EPA's assumption that RGGS could meet an emission limit of 0.06 lb/MMBtu is reasonable and within the expected performance range of SCR. The commenter does not provide a basis, e.g., modeling that compares visibility benefits expected from a NO X limit of 0.05 versus 0.06 lb/MMBtu, to change our approval of NDEP's determination that NO X BART for RGGS is an emissions limit of 0.20 lb/MMBtu that can be achieved by installing and operating LNB with OFA and SNCR for the three units at RGGS. EPA anticipates that even if we modeled SCR to achieve 0.05 lb/MMBtu instead of 0.06 lb/MMBtu, the visibility benefits of SCR would still be smaller than the benefits modeled by NDEP. For example, if the post-SCR impact at GCNP is scaled by 0.05/0.06, it decreases from 0.20 dv to 0.17 dv. Relative to the 0.59 dv base case impact, the benefit of SCR would correspondingly increase from 0.38 dv to 0.42 dv, roughly 10 percent higher. However, as discussed in the Technical Support Document (“TSD”) for our proposed rule, EPA's estimates of visibility impacts are more than 50 percent lower than those relied on by NDEP due to differences in modeling procedures. The net effect of using 0.05 lb/MMBtu as the NO X emissions factor would not change the fact that EPA's estimate of SCR's benefit would remain substantially smaller than that estimated by NDEP. As noted in previous responses, NDEP determined that the visibility benefits of SCR based on its modeling do not justify the cost. Thus, additional modeling of SCR at a lower emission rate is not likely to change NDEP's consideration of the visibility factor, or our determination that NDEP's process for weighing the factors is reasonable.
Comment 19: The small visibility improvement from SCR is the result of underestimating the base case emissions and the amount of NO X that could be removed by SCR. The commenter provided an alternative, larger estimate of SCR benefits by scaling the EPA modeling results.

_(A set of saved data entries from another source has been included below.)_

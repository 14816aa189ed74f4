// ABOUTME: Main library entry point for the FormCoach training platform
// ABOUTME: Wires configuration, storage, managers and the pose capture pipeline together
//
// SPDX-License-Identifier: MIT OR Apache-2.0
// Copyright (c) 2025 Pierre Fitness Intelligence

#![deny(unsafe_code)]

//! # FormCoach
//!
//! Exercise-form analysis and training management from 2D body keypoints.
//!
//! ## Features
//!
//! - **Form analysis**: segment angles checked against per-state angle constraints
//! - **Repetition tracking**: a state machine counting repetitions and series
//! - **Session reports**: every raised condition stored with the training session
//! - **Metrics**: counts, heatmaps and time segments mined from stored reports
//! - **Accounts**: admins, trainers and clients with bcrypt-hashed passwords
//!
//! ## Architecture
//!
//! - **Managers**: login, validation, users and training sessions
//! - **Repositories**: async traits over the `SQLite` [`database::Database`]
//! - **Capture**: frame sources feeding the [`analysis::StateMachine`]
//! - **Config**: environment and pose-config JSON loading
//!
//! ## Example Usage
//!
//! ```rust,no_run
//! use formcoach::config::AppConfig;
//! use formcoach::database::Database;
//! use formcoach::errors::AppResult;
//!
//! #[tokio::main]
//! async fn main() -> AppResult<()> {
//!     let config = AppConfig::from_env()?;
//!     let database = Database::from_config(&config.database).await?;
//!     println!("Exercises stored: {}", database.list_exercise_specs().await?.len());
//!     Ok(())
//! }
//! ```

/// Errors, constants and domain models shared by every crate
pub use formcoach_core::{constants, errors, models};

/// Pose geometry, state machine, reports, feedback and metrics
pub use formcoach_analysis as analysis;

/// Pose capture pipeline
pub mod capture;

/// Configuration management
pub mod config;

/// `SQLite` storage and repositories
pub mod database;

/// Structured logging setup
pub mod logging;

/// Business logic
pub mod managers;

Response 19: EPA disagrees with this comment. EPA performed an independent modeling analysis to ensure NDEP's NO X BART determination was reasonable. Although estimates of the visibility improvement would be larger if EPA had used higher base case emissions, the scaling method used by the commenter does not accurately reflect the effect of a different base case, which would require new modeling. Even if the commenter's scaling method results were accurate, the estimated visibility improvement remains small. The scaled benefits of SCR provided by the commenter are 0.7 dv at GCNP, and 1.9 dv cumulatively over the five Class I areas; the comparable scaled figures for SNCR would be 0.4 dv and 1.1 dv cumulatively. Thus, using the commenter's method, the incremental visibility improvement of SCR over SNCR would be 0.3 and 0.8 cumulatively. This is only slightly larger than the EPA-estimated benefit increase of 0.2 dv at GCNP, and is the same as the EPA-estimated benefit increase of 0.8 dv cumulatively. EPA's decision to approve NDEP's BART determination would be unchanged. See also the response to comment 20.

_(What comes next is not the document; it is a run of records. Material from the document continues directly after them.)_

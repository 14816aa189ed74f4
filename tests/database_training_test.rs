// ABOUTME: Integration tests for exercise specs, workouts and training sessions in SQLite
// ABOUTME: Checks full spec round trips, workout ordering, author names and session reports
//
// SPDX-License-Identifier: MIT OR Apache-2.0
// Copyright (c) 2025 Pierre Fitness Intelligence
#![allow(missing_docs, clippy::unwrap_used)]

mod common;

use common::{create_client, create_test_database, sample_workout, squat_spec, workout_entry};
use formcoach::database::{Database, DatabaseError};
use formcoach::models::{
    ConditionSpec, ConditionType, Direction, PoseView, SessionReportJson, TrainingSession,
};

#[tokio::test]
async fn test_exercise_spec_round_trip() {
    let db = create_test_database().await.unwrap();
    let mut spec = squat_spec(3, 10);
    spec.states[0].constraints[0].tolerance = Some(4.0);
    spec.states[0].constraints[0].evolution = Direction::Increase;
    spec.states[1].max_time_ms = 5_000;
    spec.transitions[1].conditions.push(ConditionSpec {
        condition_type: ConditionType::MinStateTimeout,
        keypoint_line: String::new(),
        view: Some(PoseView::Left),
    });

    let id_ex = db.save_exercise_spec(&mut spec).await.unwrap();
    assert_eq!(id_ex, 1);
    assert_eq!(spec.id_ex, 1);
    assert!(spec.states.iter().flat_map(|s| &s.constraints).all(|c| c.id > 0));

    let stored = db.get_exercise_spec(id_ex).await.unwrap().unwrap();
    assert_eq!(stored, spec);
    assert_eq!(stored.states[0].constraints[0].max_angle, None);
    assert_eq!(stored.states[0].constraints[0].min_angle, Some(150.0));
}

#[tokio::test]
async fn test_saving_a_spec_again_replaces_its_children() {
    let db = create_test_database().await.unwrap();
    let mut spec = squat_spec(1, 5);
    let id_ex = db.save_exercise_spec(&mut spec).await.unwrap();

    spec.name = "Deep squat".into();
    spec.states[1].constraints[0].max_angle = Some(70.0);
    spec.transitions.pop();
    db.save_exercise_spec(&mut spec).await.unwrap();

    let stored = db.get_exercise_spec(id_ex).await.unwrap().unwrap();
    assert_eq!(stored.name, "Deep squat");
    assert_eq!(stored.transitions.len(), 1);
    assert_eq!(db.list_states(id_ex).await.unwrap().len(), 2);
    let constraints = db.list_constraints(id_ex, 2).await.unwrap();
    assert_eq!(constraints.len(), 1);
    assert_eq!(constraints[0].max_angle, Some(70.0));
    assert_eq!(db.list_exercise_specs().await.unwrap().len(), 1);
}

#[tokio::test]
async fn test_duplicate_state_ids_are_rejected() {
    let db = create_test_database().await.unwrap();
    let mut spec = squat_spec(1, 1);
    spec.states[1].id = 1;
    let err = db.save_exercise_spec(&mut spec).await.unwrap_err();
    assert!(matches!(err, DatabaseError::Duplicate { .. }));
    assert!(db.list_exercise_specs().await.unwrap().is_empty());
}

#[tokio::test]
async fn test_delete_exercise_spec() {
    let db = create_test_database().await.unwrap();
    let mut spec = squat_spec(1, 1);
    let id_ex = db.save_exercise_spec(&mut spec).await.unwrap();
    let mut workout = sample_workout(0, vec![workout_entry(&spec, 1)]);
    let id_workout = db.save_workout(&mut workout).await.unwrap();

    assert!(db.delete_exercise_spec(id_ex).await.unwrap());
    assert!(db.get_exercise_spec(id_ex).await.unwrap().is_none());
    assert!(db.list_states(id_ex).await.unwrap().is_empty());
    let workout = db.get_workout(id_workout).await.unwrap().unwrap();
    assert!(workout.exercises.is_empty());
    assert!(!db.delete_exercise_spec(id_ex).await.unwrap());
}

#[tokio::test]
async fn test_workout_keeps_exercise_order_and_parameters() {
    let db = create_test_database().await.unwrap();
    let mut squat = squat_spec(3, 10);
    db.save_exercise_spec(&mut squat).await.unwrap();
    let mut lunge = squat_spec(2, 8);
    lunge.name = "Lunge".into();
    db.save_exercise_spec(&mut lunge).await.unwrap();

    let mut light_squat = workout_entry(&squat, 2);
    light_squat.repetitions = 6;
    let mut workout = sample_workout(0, vec![light_squat, workout_entry(&lunge, 1)]);
    let id = db.save_workout(&mut workout).await.unwrap();
    assert!(workout.exercises.iter().all(|e| e.id_workout == id));

    let stored = db.get_workout(id).await.unwrap().unwrap();
    assert_eq!(stored.name, "Leg day");
    assert_eq!(stored.estimated_duration_min, 45);
    let names: Vec<&str> = stored.exercises.iter().map(|e| e.name.as_str()).collect();
    assert_eq!(names, vec!["Lunge", "Squat"]);
    assert_eq!(stored.exercises[1].repetitions, 6);
    assert_eq!(stored.exercises[1].series, 3);
}

#[tokio::test]
async fn test_list_workouts_names_the_author() {
    let db = create_test_database().await.unwrap();
    let author = create_client(&db, "ana").await.unwrap();
    let mut spec = squat_spec(1, 1);
    db.save_exercise_spec(&mut spec).await.unwrap();
    db.save_workout(&mut sample_workout(author, vec![workout_entry(&spec, 1)]))
        .await
        .unwrap();
    db.save_workout(&mut sample_workout(99, Vec::new()))
        .await
        .unwrap();

    let workouts = db.list_workouts().await.unwrap();
    assert_eq!(workouts.len(), 2);
    assert_eq!(workouts[0].author, "Ana Lopez");
    assert_eq!(workouts[0].exercises.len(), 1);
    assert_eq!(workouts[1].author, "");
}

#[tokio::test]
async fn test_delete_workout() {
    let db = create_test_database().await.unwrap();
    let id = db
        .save_workout(&mut sample_workout(0, Vec::new()))
        .await
        .unwrap();
    assert!(db.delete_workout(id).await.unwrap());
    assert!(db.get_workout(id).await.unwrap().is_none());
    assert!(!db.delete_workout(id).await.unwrap());
}

#[tokio::test]
async fn test_training_session_with_report() {
    let db = create_test_database().await.unwrap();
    let mut spec = squat_spec(1, 1);
    db.save_exercise_spec(&mut spec).await.unwrap();
    let mut workout = sample_workout(0, vec![workout_entry(&spec, 1)]);
    let id_workout = db.save_workout(&mut workout).await.unwrap();

    let mut session = TrainingSession::new(7, id_workout, workout.exercises[0].clone());
    session.duration_ms = 42_000;
    session.complete = true;
    session.report = Some(SessionReportJson {
        series_json: "{}".into(),
        global_angles_json: "{}".into(),
        global_overloads_json: "{}".into(),
        log: "capture finished".into(),
    });
    let id = db.save_training_session(&mut session).await.unwrap();
    assert_eq!(id, 1);

    let stored = db.get_training_session(id).await.unwrap().unwrap();
    assert_eq!(stored.id_client, 7);
    assert_eq!(stored.exercise.name, "Squat");
    assert_eq!(stored.duration_ms, 42_000);
    assert!(stored.complete);
    assert_eq!(stored.report, session.report);

    session.report = None;
    db.save_training_session(&mut session).await.unwrap();
    assert!(db.get_training_session(id).await.unwrap().unwrap().report.is_none());
    assert!(db.get_training_session(2).await.unwrap().is_none());
}

#[tokio::test]
async fn test_session_summaries_are_filtered_and_ordered() {
    let db = create_test_database().await.unwrap();
    let mut spec = squat_spec(1, 1);
    db.save_exercise_spec(&mut spec).await.unwrap();
    let entry = workout_entry(&spec, 1);

    let mut first = TrainingSession::new(1, 1, entry.clone());
    first.date -= chrono::Duration::hours(1);
    let mut second = TrainingSession::new(1, 1, entry.clone());
    let mut other_client = TrainingSession::new(2, 1, entry);
    db.save_training_session(&mut second).await.unwrap();
    db.save_training_session(&mut first).await.unwrap();
    db.save_training_session(&mut other_client).await.unwrap();

    let summaries = db.list_session_summaries(1, 1, spec.id_ex).await.unwrap();
    let ids: Vec<i64> = summaries.iter().map(|(id, _)| *id).collect();
    assert_eq!(ids, vec![first.id, second.id]);
    assert!(db.list_session_summaries(1, 2, spec.id_ex).await.unwrap().is_empty());
}

#[tokio::test]
async fn test_concurrent_saves_get_distinct_ids() {
    let dir = tempfile::tempdir().unwrap();
    let url = format!("sqlite:{}", dir.path().join("formcoach.db").display());
    let db = Database::new(&url).await.unwrap();

    let saves = (0..4).map(|i| {
        let db = db.clone();
        tokio::spawn(async move {
            let mut workout = sample_workout(i, Vec::new());
            db.save_workout(&mut workout).await.unwrap()
        })
    });
    let mut ids = Vec::new();
    for save in saves.collect::<Vec<_>>() {
        ids.push(save.await.unwrap());
    }
    ids.sort_unstable();
    assert_eq!(ids, vec![1, 2, 3, 4]);
    assert_eq!(db.list_workouts().await.unwrap().len(), 4);
    db.close().await;
}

Comment 20: A commenter states that EPA used NDEP's NO X baseline emission rates and control scenario emission rates to determine modeled visibility impacts. Because NDEP's emission rates are based on an annual average instead of a maximum 24-hr average, the commenter alleges that EPA underestimated visibility impacts, and provides its own estimate of 24-hr average baseline and control scenario emission rates.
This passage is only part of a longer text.